Aku melanjutkan menyiramkan air ke jasad Kak Nayla, lalu menyabuni tubuhnya. Alisku kembali mengernyit, ketika melihat bekas jari di bawah lengan Kak Nayla. Sekejap, aku menghentikan aktivitas memandikan jasadnya. Menatap Kak Nayla dengan lekat, ingin bertanya dan memastikan apa yang kupikirkan ini tidaklah benar.

"Sudah bersih di bagian situ, Nil?" Nek Ani bertanya.

Aku yang tengah melamun, setengah terkejut mendengar pertanyaannya. "Ah, iya, sudah selesai, Nek!" jawabku seraya membersihkan seluruh sabun di tubuh Kak Nayla.

Seteleh selesai memandikan jasad Kak Nayla. Lantas, dilanjutkan dengan mengkafaninya. Terlihat beberapa ibu-ibu yang sedang membantu mengkafani jasad Kak Nayla saling berbisik, memperhatikan perut Kak Nayla. Ketika melihatku menatap tajam, mereka sontak membuang pandangan dan salah tingkah. Walaupun masih berumur 20 tahun, tetapi aku lumayan disegani di desa ini.

Aku memilih menyadarkan Ibu dari pingsan. Seperti tadi, Ibu kembali menangis pilu melihat jasad putrinya yang telah terbungkus kafan dan disalatin.

"Nayla ...!" tangis Ibu.

Kami mengantarkan Kak Nayla ke peristirahatan terakhirnya. Sembari mengelus punggung Ibu yang tersengguk-sengguk, aku memanjatkan doa untuk Kak Nayla. Berharap ia bisa tenang di alam sana.

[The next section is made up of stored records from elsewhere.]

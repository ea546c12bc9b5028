use thiserror::Error;

/// Errors from the fixed-size record surface.
#[derive(Clone, Copy, Debug, Error, PartialEq, Eq)]
pub enum RecordError {
    /// A record tree was created with a record size of zero bytes.
    #[error("record size must be at least one byte")]
    ZeroRecordSize,

    /// A record slice does not have the tree's record size.
    #[error("record is {actual} bytes, expected {expected}")]
    SizeMismatch {
        /// The tree's record size.
        expected: usize,
        /// Length of the rejected record.
        actual: usize,
    },
}
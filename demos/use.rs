use std::cmp::Ordering;

use avl_by::{AvlTree, RecordTree};

fn by_id(lhs: &[u8], rhs: &[u8]) -> Ordering {
    lhs[..4].cmp(&rhs[..4])
}

fn main() {
    let mut tree = AvlTree::new();
    for x in [4, 2, 6, 1, 3, 5, 7] {
        tree.insert(x);
    }
    assert!(!tree.insert(4));
    assert!(tree.contains(&1));
    tree.remove(&1);
    assert!(!tree.contains(&1));

    print!("{{ ");
    tree.traverse_in_order(|x| print!("{x}, "));
    println!("}}");

    // Records of 8 bytes: a big-endian id followed by a payload
    let mut records = RecordTree::create(8, by_id).unwrap();
    for (id, payload) in [(3u32, 30u32), (1, 10), (2, 20), (1, 11)] {
        let mut record = [0u8; 8];
        record[..4].copy_from_slice(&id.to_be_bytes());
        record[4..].copy_from_slice(&payload.to_be_bytes());
        records.insert(&record).unwrap();
    }
    println!("{} records of {} bytes", records.size(), records.record_size());
    records.traverse_in_order(|record| println!("{record:?}"));

    records.destroy(|record| println!("released {record:?}"));
}
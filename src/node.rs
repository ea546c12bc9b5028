use std::cmp;

pub(crate) type Link<T> = Option<Box<Node<T>>>;

#[derive(Clone)]
pub(crate) struct Node<T> {
    pub(crate) record: T,
    pub(crate) left: Link<T>,
    pub(crate) right: Link<T>,
    // Height of this subtree, a leaf being 0.
    pub(crate) height: usize,
}

impl<T> Node<T> {
    pub(crate) fn leaf(record: T) -> Box<Self> {
        Box::new(Node {
            record,
            left: None,
            right: None,
            height: 0,
        })
    }

    /// Height of a possibly absent subtree.
    /// An absent subtree sits one below a leaf and has no height.
    pub(crate) fn height_of(link: &Link<T>) -> Option<usize> {
        link.as_ref().map(|node| node.height)
    }

    /// Number of levels of a possibly absent subtree: 0 if absent, 1 for a leaf.
    pub(crate) fn levels(link: &Link<T>) -> usize {
        match link {
            None => 0,
            Some(node) => node.height + 1,
        }
    }

    /// Right levels minus left levels.
    /// Positive when the right subtree is higher, negative when the left one is.
    pub(crate) fn balance(&self) -> isize {
        Self::levels(&self.right) as isize - Self::levels(&self.left) as isize
    }

    pub(crate) fn adjust_height(&mut self) {
        self.height = cmp::max(Self::levels(&self.left), Self::levels(&self.right));
    }
}
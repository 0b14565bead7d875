pub mod util;
pub mod yahoo;

pub use yahoo::YahooCurrencyProvider;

Matahari sudah condong ke barat sekarang. Sepulang dari makam, Ibu langsung masuk ke kamarnya, mengunci diri. Aku khawatir dengan apa yang ia lakukan, tetapi Ibu meminta untuk tidak menganggunya terlebih dahulu. Aku pun menuruti.

Aku memilih kembali ke kamar, merebahkan tubuh. Sebelum Kak Nayla bekerja di kota, kamar ini milik kami berdua. Ya, rumah peninggalan Ayah memang begitu kecil, hanya ada dua kamar. Perlahan kelopak mata mulai berat, aku menutupnya.

"Huhuhu, hiks, hiks!"

Samar-samar terdengar suara seseorang yang menangis lirih. Tangisannya begitu pilu menyapa indra pendengaran.

Dengan mata yang masih terpejam, aku bergumam. "Apa Ibu menangis lagi?"

Makin lama, suara tangisan tersebut berangsur mendekat. Seperti di dalam kamarku.

"Huhuhu, hiks, hiks, huhuhu, tolong Kakak, Gelap!"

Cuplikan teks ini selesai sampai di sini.